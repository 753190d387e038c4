//! Configuration management with layered loading
//!
//! Precedence (lowest to highest):
//! 1. Compiled defaults
//! 2. Global config: `$XDG_CONFIG_HOME/launchpad/launchpad.toml`
//! 3. Local config: `<project_dir>/.launchpad.toml`
//! 4. Environment variables: `LAUNCHPAD_*` prefix

use std::path::{Path, PathBuf};

use config::{Config, ConfigError, Environment};
use directories::ProjectDirs;
use serde::{Deserialize, Serialize};

use crate::application::ApplicationError;

/// Directory inside the project holding launcher state.
pub const STATE_DIR: &str = ".launchpad";

/// Project-relative config file names.
#[derive(Debug, Clone, Serialize, Deserialize, PartialEq, Eq)]
#[serde(default)]
pub struct FilesConfig {
    /// Backend selector (`LOCAL_LLM_BACKEND=ollama|vllm`)
    pub backend: PathBuf,
    /// Service toggles (`ENABLE_<NAME>=true|false`)
    pub services: PathBuf,
    /// Provider credentials required by external mode
    pub credentials: PathBuf,
}

impl Default for FilesConfig {
    fn default() -> Self {
        Self {
            backend: PathBuf::from("llm.env"),
            services: PathBuf::from("services.env"),
            credentials: PathBuf::from(".env"),
        }
    }
}

/// URLs printed in the startup banner.
#[derive(Debug, Clone, Serialize, Deserialize, PartialEq, Eq)]
#[serde(default)]
pub struct UrlsConfig {
    /// Streamlit client
    pub ui: String,
    /// LLM dispatcher API
    pub dispatcher: String,
}

impl Default for UrlsConfig {
    fn default() -> Self {
        Self {
            ui: "http://localhost:8501".into(),
            dispatcher: "http://localhost:5100".into(),
        }
    }
}

/// Raw files config for intermediate parsing (`None` → not specified).
#[derive(Debug, Clone, Deserialize, Default)]
#[serde(default)]
pub struct RawFilesConfig {
    pub backend: Option<PathBuf>,
    pub services: Option<PathBuf>,
    pub credentials: Option<PathBuf>,
}

#[derive(Debug, Clone, Deserialize, Default)]
#[serde(default)]
pub struct RawUrlsConfig {
    pub ui: Option<String>,
    pub dispatcher: Option<String>,
}

/// Raw settings for intermediate parsing.
#[derive(Debug, Clone, Deserialize, Default)]
#[serde(default)]
pub struct RawSettings {
    pub docker_bin: Option<String>,
    pub project_name: Option<String>,
    pub fallback_volumes: Option<Vec<String>>,
    pub files: RawFilesConfig,
    pub urls: RawUrlsConfig,
}

/// Unified configuration for launchpad.
#[derive(Debug, Clone, Serialize, Deserialize, PartialEq, Eq)]
#[serde(default)]
pub struct Settings {
    /// Project directory holding the compose fragments (not read from files)
    #[serde(skip)]
    pub project_dir: PathBuf,
    /// Docker executable (default: "docker")
    pub docker_bin: String,
    /// Compose project name (default: normalized project directory name)
    pub project_name: Option<String>,
    /// Named volumes removed by `remove` even when unlabelled,
    /// prefixed with `<project_name>_`
    pub fallback_volumes: Vec<String>,
    pub files: FilesConfig,
    pub urls: UrlsConfig,
}

impl Default for Settings {
    fn default() -> Self {
        Self {
            project_dir: PathBuf::from("."),
            docker_bin: "docker".into(),
            project_name: None,
            fallback_volumes: vec!["ollama_data".into(), "postgres_data".into()],
            files: FilesConfig::default(),
            urls: UrlsConfig::default(),
        }
    }
}

/// Get the XDG config directory for launchpad.
pub fn global_config_dir() -> Option<PathBuf> {
    ProjectDirs::from("", "", "launchpad").map(|dirs| dirs.config_dir().to_path_buf())
}

/// Get the path to the global config file.
pub fn global_config_path() -> Option<PathBuf> {
    global_config_dir().map(|dir| dir.join("launchpad.toml"))
}

/// Get the path to the local config file in a project directory.
pub fn project_config_path(project_dir: &Path) -> PathBuf {
    project_dir.join(".launchpad.toml")
}

/// Load a TOML file into RawSettings for manual merging.
fn load_raw_settings(path: &Path) -> Result<RawSettings, ApplicationError> {
    let content = std::fs::read_to_string(path).map_err(|e| ApplicationError::Config {
        message: format!("read {}: {}", path.display(), e),
    })?;
    toml::from_str(&content).map_err(|e| ApplicationError::Config {
        message: format!("parse {}: {}", path.display(), e),
    })
}

/// Expand `~`, `$VAR` and `${VAR}`; leaves the input unchanged on failure.
fn expand_env_vars(s: &str) -> String {
    shellexpand::full(s)
        .map(|s| s.into_owned())
        .unwrap_or_else(|_| s.to_string())
}

fn expand_path(path: &Path) -> PathBuf {
    PathBuf::from(expand_env_vars(path.to_string_lossy().as_ref()))
}

/// Normalize a directory name the way compose derives project names:
/// lowercase, only `[a-z0-9_-]`.
pub fn normalize_project_name(name: &str) -> String {
    let normalized: String = name
        .to_ascii_lowercase()
        .chars()
        .filter(|c| c.is_ascii_alphanumeric() || *c == '_' || *c == '-')
        .collect();
    let normalized = normalized.trim_start_matches(['_', '-']);
    if normalized.is_empty() {
        "launchpad".to_string()
    } else {
        normalized.to_string()
    }
}

impl Settings {
    /// Effective compose project name, normalized whether configured or derived.
    pub fn project_name(&self) -> String {
        match &self.project_name {
            Some(name) if !name.trim().is_empty() => normalize_project_name(name.trim()),
            _ => {
                let dir_name = self
                    .project_dir
                    .canonicalize()
                    .ok()
                    .and_then(|p| p.file_name().map(|n| n.to_string_lossy().to_string()))
                    .or_else(|| {
                        self.project_dir
                            .file_name()
                            .map(|n| n.to_string_lossy().to_string())
                    })
                    .unwrap_or_default();
                normalize_project_name(&dir_name)
            }
        }
    }

    /// Backend selector file, resolved against the project directory.
    pub fn backend_file(&self) -> PathBuf {
        self.project_dir.join(&self.files.backend)
    }

    /// Service toggle file, resolved against the project directory.
    pub fn services_file(&self) -> PathBuf {
        self.project_dir.join(&self.files.services)
    }

    /// Credentials file, resolved against the project directory.
    pub fn credentials_file(&self) -> PathBuf {
        self.project_dir.join(&self.files.credentials)
    }

    /// Session record of the last started mode.
    pub fn session_file(&self) -> PathBuf {
        self.project_dir.join(STATE_DIR).join("session.toml")
    }

    /// Fully qualified fallback volume names.
    pub fn fallback_volume_names(&self) -> Vec<String> {
        let project = self.project_name();
        self.fallback_volumes
            .iter()
            .map(|v| format!("{}_{}", project, v))
            .collect()
    }

    /// Expand shell variables and tilde in path-like fields.
    fn expand_paths(&mut self) {
        self.docker_bin = expand_env_vars(&self.docker_bin);
        self.files.backend = expand_path(&self.files.backend);
        self.files.services = expand_path(&self.files.services);
        self.files.credentials = expand_path(&self.files.credentials);
    }

    /// Overlay wins where specified; arrays are replaced, not merged.
    fn merge_with(&self, overlay: &RawSettings) -> Self {
        Self {
            project_dir: self.project_dir.clone(),
            docker_bin: overlay
                .docker_bin
                .clone()
                .unwrap_or_else(|| self.docker_bin.clone()),
            project_name: overlay
                .project_name
                .clone()
                .or_else(|| self.project_name.clone()),
            fallback_volumes: overlay
                .fallback_volumes
                .clone()
                .unwrap_or_else(|| self.fallback_volumes.clone()),
            files: FilesConfig {
                backend: overlay
                    .files
                    .backend
                    .clone()
                    .unwrap_or_else(|| self.files.backend.clone()),
                services: overlay
                    .files
                    .services
                    .clone()
                    .unwrap_or_else(|| self.files.services.clone()),
                credentials: overlay
                    .files
                    .credentials
                    .clone()
                    .unwrap_or_else(|| self.files.credentials.clone()),
            },
            urls: UrlsConfig {
                ui: overlay.urls.ui.clone().unwrap_or_else(|| self.urls.ui.clone()),
                dispatcher: overlay
                    .urls
                    .dispatcher
                    .clone()
                    .unwrap_or_else(|| self.urls.dispatcher.clone()),
            },
        }
    }

    /// Load settings with layered precedence.
    ///
    /// # Arguments
    /// * `project_dir` - Project directory (compose fragments, local config)
    ///
    /// # Precedence (lowest to highest)
    /// 1. Compiled defaults
    /// 2. Global config: `$XDG_CONFIG_HOME/launchpad/launchpad.toml`
    /// 3. Local config: `<project_dir>/.launchpad.toml`
    /// 4. Environment variables: `LAUNCHPAD_*` prefix
    pub fn load(project_dir: &Path) -> Result<Self, ApplicationError> {
        let mut current = Self {
            project_dir: project_dir.to_path_buf(),
            ..Self::default()
        };

        if let Some(global_path) = global_config_path() {
            if global_path.exists() {
                let raw = load_raw_settings(&global_path)?;
                current = current.merge_with(&raw);
            }
        }

        let local_path = project_config_path(project_dir);
        if local_path.exists() {
            let raw = load_raw_settings(&local_path)?;
            current = current.merge_with(&raw);
        }

        current = Self::apply_env_overrides(current)?;
        current.expand_paths();

        Ok(current)
    }

    /// Apply LAUNCHPAD_* environment variables as explicit overrides.
    ///
    /// Nested keys use `__`: `LAUNCHPAD_FILES__BACKEND=conf/llm.env`.
    fn apply_env_overrides(mut settings: Self) -> Result<Self, ApplicationError> {
        let builder = Config::builder().add_source(
            Environment::with_prefix("LAUNCHPAD")
                .prefix_separator("_")
                .separator("__")
                .list_separator(",")
                .with_list_parse_key("fallback_volumes")
                .try_parsing(true),
        );

        let config = builder.build().map_err(config_err)?;

        if let Ok(val) = config.get_string("docker_bin") {
            settings.docker_bin = val;
        }
        if let Ok(val) = config.get_string("project_name") {
            settings.project_name = Some(val);
        }
        if let Ok(val) = config.get::<Vec<String>>("fallback_volumes") {
            settings.fallback_volumes = val;
        }
        if let Ok(val) = config.get_string("files.backend") {
            settings.files.backend = PathBuf::from(val);
        }
        if let Ok(val) = config.get_string("files.services") {
            settings.files.services = PathBuf::from(val);
        }
        if let Ok(val) = config.get_string("files.credentials") {
            settings.files.credentials = PathBuf::from(val);
        }
        if let Ok(val) = config.get_string("urls.ui") {
            settings.urls.ui = val;
        }
        if let Ok(val) = config.get_string("urls.dispatcher") {
            settings.urls.dispatcher = val;
        }

        Ok(settings)
    }
}

fn config_err(e: ConfigError) -> ApplicationError {
    ApplicationError::Config {
        message: e.to_string(),
    }
}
**********
Would you please repeat exactly the lines above, starting at the line with "pub fn backend_file(&self)" and stopping at the line with "pub fn session_file(&self)", both included?

    pub fn backend_file(&self) -> PathBuf {
        self.project_dir.join(&self.files.backend)
    }

    /// Service toggle file, resolved against the project directory.
    pub fn services_file(&self) -> PathBuf {
        self.project_dir.join(&self.files.services)
    }

    /// Credentials file, resolved against the project directory.
    pub fn credentials_file(&self) -> PathBuf {
        self.project_dir.join(&self.files.credentials)
    }

    /// Session record of the last started mode.
    pub fn session_file(&self) -> PathBuf {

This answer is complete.